WHAT YOU NEED TO DO | Your response must consist of one number: how many lines in this material contain the word "fixture".

SUPPLIED DATA |
//! Vigia: browser-driven UI test suite for the vtiger CRM
//!
//! Vigia (Spanish: "lookout") drives a real Chromium-family browser
//! through the Chrome DevTools Protocol and checks the vtiger web CRM
//! the way a tester would: open the login page, sign in, create a lead,
//! log out, and report what happened.
//!
//! # Architecture
//!
//! ```text
//! ┌──────────────────────────────────────────────────────────────┐
//! │                      VIGIA Architecture                      │
//! ├──────────────────────────────────────────────────────────────┤
//! │  ┌───────────┐    ┌──────────────┐    ┌───────────────────┐  │
//! │  │ Scenarios │    │ Page objects │    │ UiDriver          │  │
//! │  │ (TC01-05) │───►│ + wait/act   │───►│ (CDP or mock)     │  │
//! │  │           │    │ primitives   │    │                   │  │
//! │  └───────────┘    └──────────────┘    └───────────────────┘  │
//! │        │                                                     │
//! │        ▼                                                     │
//! │  ┌───────────┐    ┌──────────────┐    ┌───────────────────┐  │
//! │  │ Runner    │───►│ Reporter     │───►│ HTML + JUnit +    │  │
//! │  │ (fixture  │    │              │    │ failure PNGs      │  │
//! │  │ per case) │    │              │    │                   │  │
//! │  └───────────┘    └──────────────┘    └───────────────────┘  │
//! └──────────────────────────────────────────────────────────────┘
//! ```
//!
//! Every test case gets a fresh browser session from the fixture layer.
//! Element interaction goes through [`CommonActions`], which waits for
//! presence within a bounded budget and raises typed errors instead of
//! swallowing them. Failures produce a timestamped screenshot that the
//! HTML report embeds.

#![warn(missing_docs)]
// Lints are configured in workspace Cargo.toml [workspace.lints.clippy]

pub mod actions;
pub mod artifacts;
pub mod browser;
pub mod config;
pub mod data;
pub mod driver;
pub mod fixture;
pub mod locator;
pub mod pages;
pub mod reporter;
pub mod result;
pub mod runner;
pub mod scenarios;

pub use actions::{CommonActions, WaitOptions, DEFAULT_POLL_INTERVAL_MS, DEFAULT_WAIT_TIMEOUT_MS};
pub use artifacts::{save_failure_screenshot, screenshot_file_name, SCREENSHOT_DIR};
pub use browser::{BrowserKind, BROWSER_PATH_ENV};
#[cfg(feature = "browser")]
pub use browser::{CdpDriver, CdpProvider};
pub use config::{AppData, IniConfig, Settings, APP_SECTION};
pub use data::{DataRow, DataTable, DEFAULT_KEY_COLUMN};
pub use driver::{
    DriverConfig, ElementHandle, MockDriver, Screenshot, Session, UiDriver, Visibility,
};
pub use fixture::{DriverProvider, ProviderFn, SessionFixture};
pub use locator::{Locator, Strategy};
pub use pages::{HomePage, LeadPage, LoginPage};
pub use reporter::{FailureMode, Reporter, TestResultEntry, TestStatus};
pub use result::{VigiaError, VigiaResult};
pub use runner::{SuiteContext, SuiteResults, SuiteRunner, TestCase};
pub use scenarios::{all_cases, LOGIN_DATA_SHEET, LOGIN_PAGE_TITLE};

RESPONSE | 4